### About this exercise
Copy all lines in the data that contain the string "attempts".

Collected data
--------------------
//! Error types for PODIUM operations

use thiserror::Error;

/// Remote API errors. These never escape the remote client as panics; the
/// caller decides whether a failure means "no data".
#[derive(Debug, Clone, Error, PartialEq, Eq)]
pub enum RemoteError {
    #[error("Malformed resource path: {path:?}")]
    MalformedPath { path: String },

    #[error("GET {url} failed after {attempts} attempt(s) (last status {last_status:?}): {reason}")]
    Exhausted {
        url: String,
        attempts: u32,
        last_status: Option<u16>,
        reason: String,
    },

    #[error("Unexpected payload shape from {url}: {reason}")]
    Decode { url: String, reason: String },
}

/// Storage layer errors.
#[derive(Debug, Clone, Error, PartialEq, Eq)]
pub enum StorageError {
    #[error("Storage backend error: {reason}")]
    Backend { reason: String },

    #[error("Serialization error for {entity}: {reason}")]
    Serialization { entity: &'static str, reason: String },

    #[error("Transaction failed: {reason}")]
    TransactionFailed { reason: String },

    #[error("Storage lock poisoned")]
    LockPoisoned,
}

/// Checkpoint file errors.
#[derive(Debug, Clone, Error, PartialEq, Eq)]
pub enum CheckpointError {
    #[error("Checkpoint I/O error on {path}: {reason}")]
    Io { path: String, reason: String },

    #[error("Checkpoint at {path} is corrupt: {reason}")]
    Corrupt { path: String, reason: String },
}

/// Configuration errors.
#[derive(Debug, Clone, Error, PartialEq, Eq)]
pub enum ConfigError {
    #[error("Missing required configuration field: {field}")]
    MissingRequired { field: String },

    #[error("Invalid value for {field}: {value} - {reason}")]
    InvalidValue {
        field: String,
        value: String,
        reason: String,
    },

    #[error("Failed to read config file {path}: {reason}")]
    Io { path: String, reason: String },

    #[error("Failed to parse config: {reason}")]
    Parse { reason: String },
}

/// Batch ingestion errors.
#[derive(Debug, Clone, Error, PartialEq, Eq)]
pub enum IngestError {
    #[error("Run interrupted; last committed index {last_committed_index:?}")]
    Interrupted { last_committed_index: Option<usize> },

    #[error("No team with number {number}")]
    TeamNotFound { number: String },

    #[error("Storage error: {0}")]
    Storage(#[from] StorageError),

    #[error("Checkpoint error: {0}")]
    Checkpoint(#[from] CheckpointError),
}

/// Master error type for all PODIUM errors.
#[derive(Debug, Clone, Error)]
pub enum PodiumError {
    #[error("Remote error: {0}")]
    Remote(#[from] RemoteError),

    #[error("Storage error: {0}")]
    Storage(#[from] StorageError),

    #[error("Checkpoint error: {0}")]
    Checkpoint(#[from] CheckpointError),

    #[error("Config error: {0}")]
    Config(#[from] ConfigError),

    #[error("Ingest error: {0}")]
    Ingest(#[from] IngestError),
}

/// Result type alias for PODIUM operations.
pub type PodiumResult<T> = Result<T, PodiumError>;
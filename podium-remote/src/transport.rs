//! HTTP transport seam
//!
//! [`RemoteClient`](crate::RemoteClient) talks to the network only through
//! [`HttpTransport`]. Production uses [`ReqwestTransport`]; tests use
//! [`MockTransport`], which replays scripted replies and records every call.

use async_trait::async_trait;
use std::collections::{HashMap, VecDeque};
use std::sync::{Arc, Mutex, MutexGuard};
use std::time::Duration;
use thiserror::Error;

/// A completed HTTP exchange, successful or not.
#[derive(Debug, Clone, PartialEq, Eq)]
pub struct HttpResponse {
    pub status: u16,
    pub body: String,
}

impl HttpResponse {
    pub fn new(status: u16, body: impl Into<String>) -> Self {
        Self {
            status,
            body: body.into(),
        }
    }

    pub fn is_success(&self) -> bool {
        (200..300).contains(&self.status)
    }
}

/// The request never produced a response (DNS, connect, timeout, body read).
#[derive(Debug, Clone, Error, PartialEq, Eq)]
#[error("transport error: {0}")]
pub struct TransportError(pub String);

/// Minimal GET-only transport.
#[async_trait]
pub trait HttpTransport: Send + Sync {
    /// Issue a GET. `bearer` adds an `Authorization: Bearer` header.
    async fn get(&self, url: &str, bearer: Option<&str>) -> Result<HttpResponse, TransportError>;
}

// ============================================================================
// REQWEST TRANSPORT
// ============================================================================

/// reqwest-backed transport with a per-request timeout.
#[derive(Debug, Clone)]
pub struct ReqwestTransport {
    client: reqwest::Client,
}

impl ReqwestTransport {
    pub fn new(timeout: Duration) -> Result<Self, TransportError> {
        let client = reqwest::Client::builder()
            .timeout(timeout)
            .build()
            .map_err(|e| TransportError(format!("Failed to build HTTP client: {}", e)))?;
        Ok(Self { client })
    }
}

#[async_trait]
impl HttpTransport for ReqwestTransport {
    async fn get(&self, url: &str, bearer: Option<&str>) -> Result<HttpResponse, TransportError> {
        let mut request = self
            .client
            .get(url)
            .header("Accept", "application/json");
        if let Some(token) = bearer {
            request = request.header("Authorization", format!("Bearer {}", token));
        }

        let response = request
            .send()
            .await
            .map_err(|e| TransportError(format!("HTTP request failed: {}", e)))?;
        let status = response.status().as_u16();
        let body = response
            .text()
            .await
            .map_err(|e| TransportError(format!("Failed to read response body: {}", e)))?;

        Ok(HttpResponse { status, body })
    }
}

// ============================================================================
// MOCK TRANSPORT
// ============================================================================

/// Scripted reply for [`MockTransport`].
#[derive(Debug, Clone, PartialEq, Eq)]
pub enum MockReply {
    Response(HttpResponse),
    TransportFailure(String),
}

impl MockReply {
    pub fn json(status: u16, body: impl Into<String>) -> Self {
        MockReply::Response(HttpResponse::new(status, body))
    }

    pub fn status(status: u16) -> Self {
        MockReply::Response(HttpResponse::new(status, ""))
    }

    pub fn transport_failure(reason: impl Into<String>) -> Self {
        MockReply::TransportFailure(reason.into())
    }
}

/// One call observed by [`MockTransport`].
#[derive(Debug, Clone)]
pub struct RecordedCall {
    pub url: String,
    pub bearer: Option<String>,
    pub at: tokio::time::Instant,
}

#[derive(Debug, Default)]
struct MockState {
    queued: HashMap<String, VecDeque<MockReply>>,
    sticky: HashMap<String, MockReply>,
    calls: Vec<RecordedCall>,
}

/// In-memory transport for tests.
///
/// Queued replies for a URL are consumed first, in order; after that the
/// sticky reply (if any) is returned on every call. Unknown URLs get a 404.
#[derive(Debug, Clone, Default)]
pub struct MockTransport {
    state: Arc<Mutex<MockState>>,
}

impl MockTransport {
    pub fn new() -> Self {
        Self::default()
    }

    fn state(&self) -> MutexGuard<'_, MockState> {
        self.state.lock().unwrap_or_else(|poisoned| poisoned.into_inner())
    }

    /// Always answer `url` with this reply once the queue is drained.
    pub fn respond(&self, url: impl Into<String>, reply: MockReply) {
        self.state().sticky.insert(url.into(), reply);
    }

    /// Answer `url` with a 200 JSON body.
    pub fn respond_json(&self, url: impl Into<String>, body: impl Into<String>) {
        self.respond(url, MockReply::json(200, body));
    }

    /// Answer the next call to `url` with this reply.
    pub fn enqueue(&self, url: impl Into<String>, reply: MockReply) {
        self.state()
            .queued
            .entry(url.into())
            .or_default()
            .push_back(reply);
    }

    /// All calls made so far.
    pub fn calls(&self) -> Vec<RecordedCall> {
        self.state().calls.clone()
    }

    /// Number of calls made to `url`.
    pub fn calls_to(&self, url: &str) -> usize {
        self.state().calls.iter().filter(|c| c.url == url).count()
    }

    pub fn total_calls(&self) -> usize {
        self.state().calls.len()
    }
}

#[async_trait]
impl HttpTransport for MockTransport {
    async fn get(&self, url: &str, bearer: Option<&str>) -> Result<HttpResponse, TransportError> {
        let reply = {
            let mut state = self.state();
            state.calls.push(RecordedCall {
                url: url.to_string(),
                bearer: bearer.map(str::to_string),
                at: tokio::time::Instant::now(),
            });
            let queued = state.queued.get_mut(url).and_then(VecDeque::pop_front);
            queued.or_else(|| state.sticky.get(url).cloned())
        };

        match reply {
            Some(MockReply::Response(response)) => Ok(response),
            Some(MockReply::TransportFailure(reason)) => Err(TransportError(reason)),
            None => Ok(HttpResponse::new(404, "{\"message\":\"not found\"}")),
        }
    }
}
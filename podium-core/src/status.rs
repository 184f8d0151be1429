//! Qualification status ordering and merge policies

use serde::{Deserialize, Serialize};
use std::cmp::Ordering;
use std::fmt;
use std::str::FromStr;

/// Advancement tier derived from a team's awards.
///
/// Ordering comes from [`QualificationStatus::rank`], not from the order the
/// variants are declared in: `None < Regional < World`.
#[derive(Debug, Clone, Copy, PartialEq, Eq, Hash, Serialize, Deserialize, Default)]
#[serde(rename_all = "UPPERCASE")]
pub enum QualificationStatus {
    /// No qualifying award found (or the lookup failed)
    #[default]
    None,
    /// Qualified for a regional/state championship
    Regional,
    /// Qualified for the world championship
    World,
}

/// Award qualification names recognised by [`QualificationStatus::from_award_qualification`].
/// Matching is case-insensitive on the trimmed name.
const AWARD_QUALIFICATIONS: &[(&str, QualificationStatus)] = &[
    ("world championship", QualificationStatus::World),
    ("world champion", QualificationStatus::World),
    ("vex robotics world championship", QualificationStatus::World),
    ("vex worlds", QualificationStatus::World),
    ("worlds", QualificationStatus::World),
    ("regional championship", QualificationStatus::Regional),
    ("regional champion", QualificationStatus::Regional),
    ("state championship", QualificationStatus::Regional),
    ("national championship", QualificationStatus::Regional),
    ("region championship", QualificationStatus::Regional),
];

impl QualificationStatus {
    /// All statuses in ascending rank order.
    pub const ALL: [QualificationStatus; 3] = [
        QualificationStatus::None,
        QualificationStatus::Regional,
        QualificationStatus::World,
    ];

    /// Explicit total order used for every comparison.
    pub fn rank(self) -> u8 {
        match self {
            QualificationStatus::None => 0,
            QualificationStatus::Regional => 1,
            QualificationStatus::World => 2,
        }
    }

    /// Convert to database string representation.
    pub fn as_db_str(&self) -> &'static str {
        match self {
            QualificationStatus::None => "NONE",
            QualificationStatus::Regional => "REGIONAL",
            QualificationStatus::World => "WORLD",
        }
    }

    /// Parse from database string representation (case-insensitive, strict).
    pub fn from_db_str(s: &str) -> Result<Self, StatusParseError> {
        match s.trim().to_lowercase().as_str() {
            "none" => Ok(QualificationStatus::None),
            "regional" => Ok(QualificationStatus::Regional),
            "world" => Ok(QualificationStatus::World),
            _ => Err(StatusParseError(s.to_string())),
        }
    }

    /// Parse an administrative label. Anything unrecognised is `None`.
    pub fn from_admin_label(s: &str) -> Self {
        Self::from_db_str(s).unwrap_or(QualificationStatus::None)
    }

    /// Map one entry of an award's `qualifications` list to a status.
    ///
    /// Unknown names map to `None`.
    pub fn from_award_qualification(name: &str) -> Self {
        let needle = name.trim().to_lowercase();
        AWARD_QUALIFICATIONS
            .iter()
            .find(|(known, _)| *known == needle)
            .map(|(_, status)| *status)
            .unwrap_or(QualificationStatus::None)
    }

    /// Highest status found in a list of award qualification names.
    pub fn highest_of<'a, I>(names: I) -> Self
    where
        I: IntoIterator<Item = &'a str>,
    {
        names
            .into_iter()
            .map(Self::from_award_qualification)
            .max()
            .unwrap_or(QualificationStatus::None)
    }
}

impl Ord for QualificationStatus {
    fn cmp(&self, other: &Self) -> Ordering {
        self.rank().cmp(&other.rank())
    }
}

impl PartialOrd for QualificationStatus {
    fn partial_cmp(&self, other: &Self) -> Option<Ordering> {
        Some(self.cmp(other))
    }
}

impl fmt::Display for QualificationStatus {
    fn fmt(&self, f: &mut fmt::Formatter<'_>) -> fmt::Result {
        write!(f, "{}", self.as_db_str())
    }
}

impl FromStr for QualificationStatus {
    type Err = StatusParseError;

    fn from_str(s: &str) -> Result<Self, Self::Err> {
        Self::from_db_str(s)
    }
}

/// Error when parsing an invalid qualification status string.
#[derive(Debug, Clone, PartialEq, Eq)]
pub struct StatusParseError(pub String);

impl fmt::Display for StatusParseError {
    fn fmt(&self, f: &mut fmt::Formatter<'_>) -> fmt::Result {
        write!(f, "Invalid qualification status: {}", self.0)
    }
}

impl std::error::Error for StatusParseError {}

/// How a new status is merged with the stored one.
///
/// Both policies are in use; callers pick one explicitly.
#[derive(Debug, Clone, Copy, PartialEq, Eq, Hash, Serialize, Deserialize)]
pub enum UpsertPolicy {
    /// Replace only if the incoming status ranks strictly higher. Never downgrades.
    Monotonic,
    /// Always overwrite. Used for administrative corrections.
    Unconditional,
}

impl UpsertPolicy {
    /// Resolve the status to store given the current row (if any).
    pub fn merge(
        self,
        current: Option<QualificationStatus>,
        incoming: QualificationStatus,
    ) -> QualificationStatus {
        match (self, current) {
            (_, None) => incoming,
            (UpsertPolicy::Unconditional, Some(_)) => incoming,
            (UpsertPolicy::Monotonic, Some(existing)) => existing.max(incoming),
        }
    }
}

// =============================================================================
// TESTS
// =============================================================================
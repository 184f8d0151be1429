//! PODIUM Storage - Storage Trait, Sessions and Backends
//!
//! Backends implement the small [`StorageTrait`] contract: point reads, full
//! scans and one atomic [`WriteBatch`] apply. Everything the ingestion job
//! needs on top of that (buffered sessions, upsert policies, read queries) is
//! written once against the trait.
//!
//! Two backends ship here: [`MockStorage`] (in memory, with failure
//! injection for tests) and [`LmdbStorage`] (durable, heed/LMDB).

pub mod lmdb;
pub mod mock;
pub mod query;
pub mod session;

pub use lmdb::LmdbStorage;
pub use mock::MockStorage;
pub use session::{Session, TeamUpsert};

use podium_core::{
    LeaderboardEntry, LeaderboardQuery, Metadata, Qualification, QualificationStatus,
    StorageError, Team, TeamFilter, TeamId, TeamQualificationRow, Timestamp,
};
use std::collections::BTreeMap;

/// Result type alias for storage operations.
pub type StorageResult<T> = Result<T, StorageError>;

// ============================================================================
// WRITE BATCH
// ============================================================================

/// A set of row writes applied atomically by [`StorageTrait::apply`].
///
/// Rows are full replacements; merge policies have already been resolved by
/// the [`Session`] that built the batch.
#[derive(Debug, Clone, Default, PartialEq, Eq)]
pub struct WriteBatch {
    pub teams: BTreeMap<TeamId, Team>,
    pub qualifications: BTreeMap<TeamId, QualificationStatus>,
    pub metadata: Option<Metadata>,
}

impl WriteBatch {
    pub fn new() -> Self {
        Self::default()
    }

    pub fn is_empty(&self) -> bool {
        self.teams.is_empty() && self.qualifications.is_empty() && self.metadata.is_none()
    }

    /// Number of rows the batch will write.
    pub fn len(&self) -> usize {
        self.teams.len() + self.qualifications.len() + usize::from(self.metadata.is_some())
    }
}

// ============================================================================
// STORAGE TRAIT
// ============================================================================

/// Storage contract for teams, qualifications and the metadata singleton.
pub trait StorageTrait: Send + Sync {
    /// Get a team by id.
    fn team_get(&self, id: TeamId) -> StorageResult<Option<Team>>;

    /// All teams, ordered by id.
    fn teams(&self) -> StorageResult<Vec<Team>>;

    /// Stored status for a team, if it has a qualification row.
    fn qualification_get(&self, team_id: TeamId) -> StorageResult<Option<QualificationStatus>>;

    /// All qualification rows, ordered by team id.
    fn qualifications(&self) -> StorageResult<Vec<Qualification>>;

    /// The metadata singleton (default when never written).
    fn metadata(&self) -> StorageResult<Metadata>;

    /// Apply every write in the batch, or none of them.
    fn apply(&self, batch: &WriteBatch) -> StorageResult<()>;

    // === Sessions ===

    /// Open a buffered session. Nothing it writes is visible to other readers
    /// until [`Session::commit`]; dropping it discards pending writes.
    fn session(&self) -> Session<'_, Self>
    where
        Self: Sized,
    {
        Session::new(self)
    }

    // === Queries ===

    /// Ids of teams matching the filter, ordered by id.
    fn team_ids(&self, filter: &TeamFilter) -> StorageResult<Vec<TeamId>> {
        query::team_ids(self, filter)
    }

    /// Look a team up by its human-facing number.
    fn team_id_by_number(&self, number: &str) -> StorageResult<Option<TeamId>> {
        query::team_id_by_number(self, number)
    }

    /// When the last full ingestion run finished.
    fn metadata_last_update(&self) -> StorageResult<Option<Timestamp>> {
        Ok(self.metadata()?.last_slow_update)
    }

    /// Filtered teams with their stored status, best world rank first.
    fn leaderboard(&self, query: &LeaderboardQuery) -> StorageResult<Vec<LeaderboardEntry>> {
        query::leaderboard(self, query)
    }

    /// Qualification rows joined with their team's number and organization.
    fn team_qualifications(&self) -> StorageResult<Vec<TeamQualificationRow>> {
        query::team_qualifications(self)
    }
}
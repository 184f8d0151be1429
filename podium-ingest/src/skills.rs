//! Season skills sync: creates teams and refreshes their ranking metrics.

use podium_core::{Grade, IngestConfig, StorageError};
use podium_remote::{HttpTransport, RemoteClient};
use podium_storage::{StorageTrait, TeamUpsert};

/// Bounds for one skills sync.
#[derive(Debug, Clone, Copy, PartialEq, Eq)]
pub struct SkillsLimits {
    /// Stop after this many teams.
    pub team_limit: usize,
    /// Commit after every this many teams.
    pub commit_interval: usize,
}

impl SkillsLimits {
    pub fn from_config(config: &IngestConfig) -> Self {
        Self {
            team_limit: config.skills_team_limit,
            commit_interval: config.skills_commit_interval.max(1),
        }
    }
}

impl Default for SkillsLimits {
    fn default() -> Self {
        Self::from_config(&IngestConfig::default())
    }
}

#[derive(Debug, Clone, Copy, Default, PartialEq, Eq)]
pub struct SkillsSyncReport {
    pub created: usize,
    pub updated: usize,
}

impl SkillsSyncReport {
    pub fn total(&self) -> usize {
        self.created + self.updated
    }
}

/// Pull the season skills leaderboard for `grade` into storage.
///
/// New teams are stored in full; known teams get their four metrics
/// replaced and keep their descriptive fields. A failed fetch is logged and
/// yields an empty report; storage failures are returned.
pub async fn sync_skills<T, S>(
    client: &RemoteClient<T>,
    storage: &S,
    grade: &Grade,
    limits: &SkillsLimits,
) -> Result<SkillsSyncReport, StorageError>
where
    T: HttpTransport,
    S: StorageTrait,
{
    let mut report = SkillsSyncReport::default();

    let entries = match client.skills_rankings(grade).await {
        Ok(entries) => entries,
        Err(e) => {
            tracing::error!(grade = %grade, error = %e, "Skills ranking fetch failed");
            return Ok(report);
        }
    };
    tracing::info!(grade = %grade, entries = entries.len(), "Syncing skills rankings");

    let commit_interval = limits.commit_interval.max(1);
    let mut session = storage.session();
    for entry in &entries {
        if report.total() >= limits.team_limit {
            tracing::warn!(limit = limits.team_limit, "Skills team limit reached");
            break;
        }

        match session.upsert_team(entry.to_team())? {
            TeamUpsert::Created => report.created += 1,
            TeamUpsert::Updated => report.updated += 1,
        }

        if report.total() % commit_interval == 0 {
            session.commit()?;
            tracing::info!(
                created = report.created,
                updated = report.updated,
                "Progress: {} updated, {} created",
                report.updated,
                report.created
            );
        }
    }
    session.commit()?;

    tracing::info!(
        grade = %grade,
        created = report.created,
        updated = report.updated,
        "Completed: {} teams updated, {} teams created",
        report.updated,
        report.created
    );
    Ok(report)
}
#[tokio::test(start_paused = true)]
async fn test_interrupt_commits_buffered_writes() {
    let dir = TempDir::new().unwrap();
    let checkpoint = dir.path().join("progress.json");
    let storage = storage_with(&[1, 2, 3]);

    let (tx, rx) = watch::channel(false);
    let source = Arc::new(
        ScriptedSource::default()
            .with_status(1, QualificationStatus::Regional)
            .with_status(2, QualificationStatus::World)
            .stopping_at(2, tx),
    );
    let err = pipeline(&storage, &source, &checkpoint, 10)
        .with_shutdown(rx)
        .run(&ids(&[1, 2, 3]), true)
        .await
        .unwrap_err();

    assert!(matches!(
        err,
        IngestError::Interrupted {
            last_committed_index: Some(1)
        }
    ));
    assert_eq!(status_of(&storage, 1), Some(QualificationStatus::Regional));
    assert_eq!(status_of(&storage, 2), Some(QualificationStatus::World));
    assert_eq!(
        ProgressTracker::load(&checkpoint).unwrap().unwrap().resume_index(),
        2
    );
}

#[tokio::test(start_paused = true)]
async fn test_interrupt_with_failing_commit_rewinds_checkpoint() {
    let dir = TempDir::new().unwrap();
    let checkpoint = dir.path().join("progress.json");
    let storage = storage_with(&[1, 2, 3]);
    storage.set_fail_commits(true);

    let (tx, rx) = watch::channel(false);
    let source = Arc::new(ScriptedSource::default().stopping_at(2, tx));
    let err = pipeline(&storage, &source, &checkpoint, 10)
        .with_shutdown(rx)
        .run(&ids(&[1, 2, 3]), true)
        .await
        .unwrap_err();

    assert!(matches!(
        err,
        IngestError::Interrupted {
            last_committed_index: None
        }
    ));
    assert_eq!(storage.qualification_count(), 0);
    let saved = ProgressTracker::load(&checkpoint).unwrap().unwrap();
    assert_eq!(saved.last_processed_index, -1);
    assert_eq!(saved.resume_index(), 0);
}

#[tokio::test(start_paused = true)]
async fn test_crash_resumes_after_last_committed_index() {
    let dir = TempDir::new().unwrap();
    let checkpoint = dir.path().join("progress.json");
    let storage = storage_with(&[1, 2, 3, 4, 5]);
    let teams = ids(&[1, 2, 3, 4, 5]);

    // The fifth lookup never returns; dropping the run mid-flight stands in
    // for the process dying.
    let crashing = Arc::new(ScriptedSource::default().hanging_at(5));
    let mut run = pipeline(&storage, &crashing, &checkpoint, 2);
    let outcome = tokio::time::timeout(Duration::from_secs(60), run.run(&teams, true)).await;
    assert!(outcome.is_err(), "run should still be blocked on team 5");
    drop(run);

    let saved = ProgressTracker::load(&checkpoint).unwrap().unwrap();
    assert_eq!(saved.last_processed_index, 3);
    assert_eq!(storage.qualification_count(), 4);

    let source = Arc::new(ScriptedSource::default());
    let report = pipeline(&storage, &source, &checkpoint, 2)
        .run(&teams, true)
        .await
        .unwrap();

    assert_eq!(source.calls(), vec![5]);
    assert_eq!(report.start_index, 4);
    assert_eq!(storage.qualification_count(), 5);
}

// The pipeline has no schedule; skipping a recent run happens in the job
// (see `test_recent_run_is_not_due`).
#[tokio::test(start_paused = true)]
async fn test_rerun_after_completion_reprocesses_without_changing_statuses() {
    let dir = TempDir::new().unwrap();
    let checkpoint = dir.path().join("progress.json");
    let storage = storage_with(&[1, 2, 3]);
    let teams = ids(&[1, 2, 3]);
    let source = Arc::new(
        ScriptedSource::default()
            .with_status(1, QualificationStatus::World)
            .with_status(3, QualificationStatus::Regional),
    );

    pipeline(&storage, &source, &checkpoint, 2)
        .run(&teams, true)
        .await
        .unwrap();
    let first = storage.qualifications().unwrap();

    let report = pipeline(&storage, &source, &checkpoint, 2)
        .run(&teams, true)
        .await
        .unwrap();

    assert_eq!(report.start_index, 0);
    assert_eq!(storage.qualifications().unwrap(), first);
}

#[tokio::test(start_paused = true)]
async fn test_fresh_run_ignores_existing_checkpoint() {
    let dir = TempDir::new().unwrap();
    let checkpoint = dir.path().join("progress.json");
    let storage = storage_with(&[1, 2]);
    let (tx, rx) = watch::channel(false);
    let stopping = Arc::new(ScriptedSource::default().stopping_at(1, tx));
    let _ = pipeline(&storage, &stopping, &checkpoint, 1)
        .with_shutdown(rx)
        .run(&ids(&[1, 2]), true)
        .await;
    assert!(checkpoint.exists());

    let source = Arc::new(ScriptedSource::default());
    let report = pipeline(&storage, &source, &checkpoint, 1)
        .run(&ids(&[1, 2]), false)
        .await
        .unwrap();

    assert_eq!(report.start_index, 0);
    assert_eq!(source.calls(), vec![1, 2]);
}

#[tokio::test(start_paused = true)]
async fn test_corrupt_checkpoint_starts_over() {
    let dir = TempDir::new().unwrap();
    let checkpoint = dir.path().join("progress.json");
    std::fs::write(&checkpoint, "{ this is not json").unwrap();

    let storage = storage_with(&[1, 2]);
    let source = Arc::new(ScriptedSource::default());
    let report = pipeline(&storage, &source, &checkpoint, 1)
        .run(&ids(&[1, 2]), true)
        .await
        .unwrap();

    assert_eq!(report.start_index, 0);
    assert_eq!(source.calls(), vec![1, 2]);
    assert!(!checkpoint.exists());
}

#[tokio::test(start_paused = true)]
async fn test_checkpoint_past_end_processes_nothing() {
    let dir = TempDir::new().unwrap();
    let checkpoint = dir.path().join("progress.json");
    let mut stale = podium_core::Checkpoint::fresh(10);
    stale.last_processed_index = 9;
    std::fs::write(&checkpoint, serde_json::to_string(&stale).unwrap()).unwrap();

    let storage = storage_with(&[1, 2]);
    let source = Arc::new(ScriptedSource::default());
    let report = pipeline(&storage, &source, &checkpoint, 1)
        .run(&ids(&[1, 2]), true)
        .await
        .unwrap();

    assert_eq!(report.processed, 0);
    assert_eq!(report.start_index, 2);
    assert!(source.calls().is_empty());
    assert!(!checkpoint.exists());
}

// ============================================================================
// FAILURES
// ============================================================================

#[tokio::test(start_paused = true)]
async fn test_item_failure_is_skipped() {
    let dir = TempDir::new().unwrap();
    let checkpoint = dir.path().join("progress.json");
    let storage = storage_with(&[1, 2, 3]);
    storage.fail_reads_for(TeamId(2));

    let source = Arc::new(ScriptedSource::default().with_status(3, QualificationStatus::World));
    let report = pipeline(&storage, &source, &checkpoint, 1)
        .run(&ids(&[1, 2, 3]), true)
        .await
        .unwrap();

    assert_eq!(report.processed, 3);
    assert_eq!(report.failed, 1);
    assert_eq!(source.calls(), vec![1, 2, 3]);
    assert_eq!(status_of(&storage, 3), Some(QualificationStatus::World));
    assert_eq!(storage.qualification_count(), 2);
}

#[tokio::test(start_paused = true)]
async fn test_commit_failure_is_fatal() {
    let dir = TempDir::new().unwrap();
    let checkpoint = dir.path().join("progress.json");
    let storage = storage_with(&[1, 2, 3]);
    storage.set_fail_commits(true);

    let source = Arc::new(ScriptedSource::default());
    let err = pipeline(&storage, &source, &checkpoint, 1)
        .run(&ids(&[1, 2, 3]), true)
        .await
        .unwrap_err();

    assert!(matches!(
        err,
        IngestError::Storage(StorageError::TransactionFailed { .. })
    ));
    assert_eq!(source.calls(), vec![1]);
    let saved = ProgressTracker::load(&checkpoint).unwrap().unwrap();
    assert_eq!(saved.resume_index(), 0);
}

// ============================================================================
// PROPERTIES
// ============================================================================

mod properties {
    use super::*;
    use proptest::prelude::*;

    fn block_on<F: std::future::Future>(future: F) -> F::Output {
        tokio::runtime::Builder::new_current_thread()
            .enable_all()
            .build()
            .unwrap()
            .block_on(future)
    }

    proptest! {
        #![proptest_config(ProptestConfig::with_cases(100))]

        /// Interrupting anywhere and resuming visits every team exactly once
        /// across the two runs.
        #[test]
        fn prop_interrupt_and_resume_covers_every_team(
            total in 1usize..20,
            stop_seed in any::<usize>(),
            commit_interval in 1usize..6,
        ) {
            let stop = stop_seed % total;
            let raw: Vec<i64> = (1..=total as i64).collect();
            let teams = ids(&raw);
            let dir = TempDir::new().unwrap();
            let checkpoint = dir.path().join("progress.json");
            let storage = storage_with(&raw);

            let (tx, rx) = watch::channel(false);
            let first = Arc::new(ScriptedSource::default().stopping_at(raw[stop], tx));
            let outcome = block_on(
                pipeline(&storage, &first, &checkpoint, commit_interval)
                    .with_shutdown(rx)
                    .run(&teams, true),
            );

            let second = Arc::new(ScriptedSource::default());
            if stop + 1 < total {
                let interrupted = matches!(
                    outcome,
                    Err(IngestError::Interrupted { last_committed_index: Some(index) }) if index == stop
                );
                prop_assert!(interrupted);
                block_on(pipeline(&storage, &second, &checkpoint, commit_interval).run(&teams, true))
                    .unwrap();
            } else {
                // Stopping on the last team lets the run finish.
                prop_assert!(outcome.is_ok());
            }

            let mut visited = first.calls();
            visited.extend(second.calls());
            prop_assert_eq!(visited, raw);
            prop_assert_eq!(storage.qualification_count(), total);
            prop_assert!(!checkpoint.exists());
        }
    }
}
--------------------
### Output of the exercise
    #[error("GET {url} failed after {attempts} attempt(s) (last status {last_status:?}): {reason}")]
        attempts: u32,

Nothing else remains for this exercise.